▶ _Requirement_
Please state in a single number how many lines of the entries below include the word "strength".

┌─ Extracted data

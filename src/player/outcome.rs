use std::fmt;

use crate::backend::RepeatMode;
use crate::session::Placement;

/// Result of a single-track play request.
#[derive(Debug, Clone, PartialEq, Eq)]
pub struct PlayOutcome {
    pub placement: Placement,
    /// "Title by Artist" of the requested track.
    pub track: String,
}

impl PlayOutcome {
    pub fn label(&self) -> String {
        match self.placement {
            Placement::Started => format!("Playing: {}", self.track),
            Placement::Queued => format!("Queued: {}", self.track),
        }
    }
}

#[derive(Debug, Clone, PartialEq, Eq)]
pub struct SkipOutcome {
    pub skipped: String,
}

impl SkipOutcome {
    pub fn label(&self) -> String {
        format!("Skipped {}.", self.skipped)
    }
}

#[derive(Debug, Copy, Clone, PartialEq, Eq)]
pub struct RepeatOutcome {
    pub mode: RepeatMode,
}

impl RepeatOutcome {
    pub fn label(&self) -> &'static str {
        match self.mode {
            RepeatMode::None => "Repeat mode disabled",
            RepeatMode::Track => "Now repeating current track",
            RepeatMode::Queue => "Now repeating the entire queue",
        }
    }
}

#[derive(Debug, Copy, Clone, PartialEq, Eq)]
pub struct StopOutcome {
    pub disconnected: bool,
}

impl StopOutcome {
    pub fn label(&self) -> &'static str {
        if self.disconnected {
            "Stopped and disconnected"
        } else {
            "Stopped"
        }
    }
}

macro_rules! display_label {
    ($($ty:ty),*) => {
        $(impl fmt::Display for $ty {
            fn fmt(&self, f: &mut fmt::Formatter<'_>) -> fmt::Result {
                f.write_str(&self.label())
            }
        })*
    };
}

display_label!(PlayOutcome, SkipOutcome, RepeatOutcome, StopOutcome);
//! Caller-facing errors of the player service.

use std::fmt;

use crate::backend::BackendError;

/// The player operation a failure belongs to.
#[derive(Debug, Copy, Clone, PartialEq, Eq)]
pub enum Operation {
    Connect,
    Play,
    Queue,
    Pause,
    Skip,
    Repeat,
    Stop,
}

impl Operation {
    pub fn as_str(self) -> &'static str {
        match self {
            Self::Connect => "Connect",
            Self::Play => "Play",
            Self::Queue => "Queue",
            Self::Pause => "Pause",
            Self::Skip => "Skip",
            Self::Repeat => "Repeat",
            Self::Stop => "Stop",
        }
    }
}

impl fmt::Display for Operation {
    fn fmt(&self, f: &mut fmt::Formatter<'_>) -> fmt::Result {
        f.write_str(self.as_str())
    }
}

#[derive(Debug, thiserror::Error)]
pub enum PlayerError {
    #[error("You must be in a voice channel to use the music player.")]
    UserNotPresent,

    #[error("{operation}: no active player found")]
    NoActiveSession { operation: Operation },

    #[error("{operation}: no track is currently playing")]
    NoActiveTrack { operation: Operation },

    #[error("Failed to load track: {title}")]
    TrackUnavailable { title: String },

    #[error("{operation} failed: {source}")]
    Session {
        operation: Operation,
        #[source]
        source: BackendError,
    },
}

impl PlayerError {
    pub(crate) fn session(operation: Operation, source: BackendError) -> Self {
        Self::Session { operation, source }
    }

    pub fn operation(&self) -> Option<Operation> {
        match self {
            Self::NoActiveSession { operation }
            | Self::NoActiveTrack { operation }
            | Self::Session { operation, .. } => Some(*operation),
            Self::TrackUnavailable { .. } => Some(Operation::Play),
            Self::UserNotPresent => None,
        }
    }

    /// Only backend failures may clear up on their own; the rest need the user to act.
    pub fn is_retryable(&self) -> bool {
        matches!(self, Self::Session { .. })
    }
}

pub type Result<T> = std::result::Result<T, PlayerError>;
//! Weighted PageRank
//!
//! Power iteration with edge-weight-proportional transitions, uniform
//! teleportation and redistribution of dangling-node mass.

use super::PageRankResult;
use crate::graph::csr::CsrGraph;

#[derive(Debug, Clone)]
pub struct StandardPageRank {
    /// Damping factor (typically 0.85)
    pub damping: f64,
    pub max_iterations: usize,
    /// Convergence threshold on the L1 change between iterations
    pub threshold: f64,
}

impl Default for StandardPageRank {
    fn default() -> Self {
        Self {
            damping: 0.85,
            max_iterations: 100,
            threshold: 1e-6,
        }
    }
}

impl StandardPageRank {
    pub fn new() -> Self {
        Self::default()
    }

    pub fn with_damping(mut self, damping: f64) -> Self {
        self.damping = damping;
        self
    }

    pub fn with_max_iterations(mut self, max_iterations: usize) -> Self {
        self.max_iterations = max_iterations;
        self
    }

    pub fn with_threshold(mut self, threshold: f64) -> Self {
        self.threshold = threshold;
        self
    }

    /// Run PageRank on a graph
    ///
    /// Each pass pulls score from a node's neighbors, so a node's new score
    /// depends only on the previous iterate. Returns the last iterate even
    /// without convergence, with `converged = false`.
    pub fn run(&self, graph: &CsrGraph) -> PageRankResult {
        let n = graph.num_nodes;
        if n == 0 {
            return PageRankResult::new(vec![], 0, 0.0, true);
        }
        let uniform = 1.0 / n as f64;

        let mut scores = vec![uniform; n];
        let mut iterations = 0;
        let mut delta = f64::INFINITY;

        while iterations < self.max_iterations && delta > self.threshold {
            iterations += 1;

            // Nodes without weight would leak mass; spread it uniformly
            let leaked: f64 = (0..n)
                .filter(|&u| graph.strength[u] <= 0.0)
                .map(|u| scores[u])
                .sum();
            let base = (1.0 - self.damping) * uniform + self.damping * leaked * uniform;

            let next: Vec<f64> = (0..n as u32)
                .map(|v| {
                    let inflow: f64 = graph
                        .edges(v)
                        .map(|(u, w)| scores[u as usize] * w / graph.strength[u as usize])
                        .sum();
                    base + self.damping * inflow
                })
                .collect();

            delta = scores.iter().zip(&next).map(|(a, b)| (a - b).abs()).sum();
            scores = next;
        }

        let total: f64 = scores.iter().sum();
        if total > 0.0 {
            scores.iter_mut().for_each(|s| *s /= total);
        }

        let converged = delta <= self.threshold;
        if !converged {
            tracing::warn!(
                iterations,
                delta,
                threshold = self.threshold,
                "pagerank stopped before converging"
            );
        }

        PageRankResult::new(scores, iterations, delta, converged)
    }
}

#[cfg(test)]
mod tests {
    use super::*;
    use crate::graph::builder::GraphBuilder;

    fn build_triangle_graph() -> CsrGraph {
        let mut builder = GraphBuilder::new();
        builder.add_edge(0, 1, 0.5);
        builder.add_edge(1, 2, 0.5);
        builder.add_edge(2, 0, 0.5);
        CsrGraph::from_builder(&builder)
    }

    fn build_star_graph() -> CsrGraph {
        // Sentence 0 is similar to three otherwise unrelated sentences
        let mut builder = GraphBuilder::new();
        builder.add_edge(0, 1, 0.3);
        builder.add_edge(0, 2, 0.3);
        builder.add_edge(0, 3, 0.3);
        CsrGraph::from_builder(&builder)
    }

    #[test]
    fn test_triangle_graph_equal_scores() {
        let result = StandardPageRank::new().run(&build_triangle_graph());

        assert!(result.converged);
        for score in &result.scores {
            assert!((score - 1.0 / 3.0).abs() < 1e-6);
        }
    }

    #[test]
    fn test_two_node_graph_equal_scores() {
        let mut builder = GraphBuilder::new();
        builder.add_edge(0, 1, 1.0);
        let result = StandardPageRank::new().run(&CsrGraph::from_builder(&builder));

        assert!((result.scores[0] - 0.5).abs() < 1e-9);
        assert!((result.scores[1] - 0.5).abs() < 1e-9);
    }

    #[test]
    fn test_star_graph_hub_highest() {
        let result = StandardPageRank::new()
            .with_max_iterations(500)
            .run(&build_star_graph());

        assert!(result.converged);
        let hub_score = result.scores[0];
        for &score in &result.scores[1..] {
            assert!(hub_score > score);
        }
    }

    #[test]
    fn test_heavier_edges_attract_more_score() {
        let mut builder = GraphBuilder::new();
        builder.add_edge(0, 1, 0.9);
        builder.add_edge(0, 2, 0.1);
        let result = StandardPageRank::new().run(&CsrGraph::from_builder(&builder));

        assert!(result.scores[1] > result.scores[2]);
    }

    #[test]
    fn test_scores_sum_to_one() {
        let result = StandardPageRank::new().run(&build_star_graph());
        let sum: f64 = result.scores.iter().sum();
        assert!((sum - 1.0).abs() < 1e-9);
    }

    #[test]
    fn test_empty_graph() {
        let result = StandardPageRank::new().run(&CsrGraph::default());

        assert!(result.converged);
        assert!(result.scores.is_empty());
    }

    #[test]
    fn test_max_iterations_returns_partial() {
        let result = StandardPageRank::new()
            .with_max_iterations(1)
            .with_threshold(0.0)
            .run(&build_star_graph());

        assert_eq!(result.iterations, 1);
        assert!(!result.converged);
        assert_eq!(result.scores.len(), 4);
    }

    #[test]
    fn test_damping_factor() {
        let graph = build_star_graph();
        let low = StandardPageRank::new().with_damping(0.5).run(&graph);
        let high = StandardPageRank::new().with_damping(0.95).run(&graph);

        let advantage_low = low.scores[0] - low.scores[1];
        let advantage_high = high.scores[0] - high.scores[1];
        assert!(advantage_high > advantage_low);
    }
}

└─

▶ _Completed exercise_
2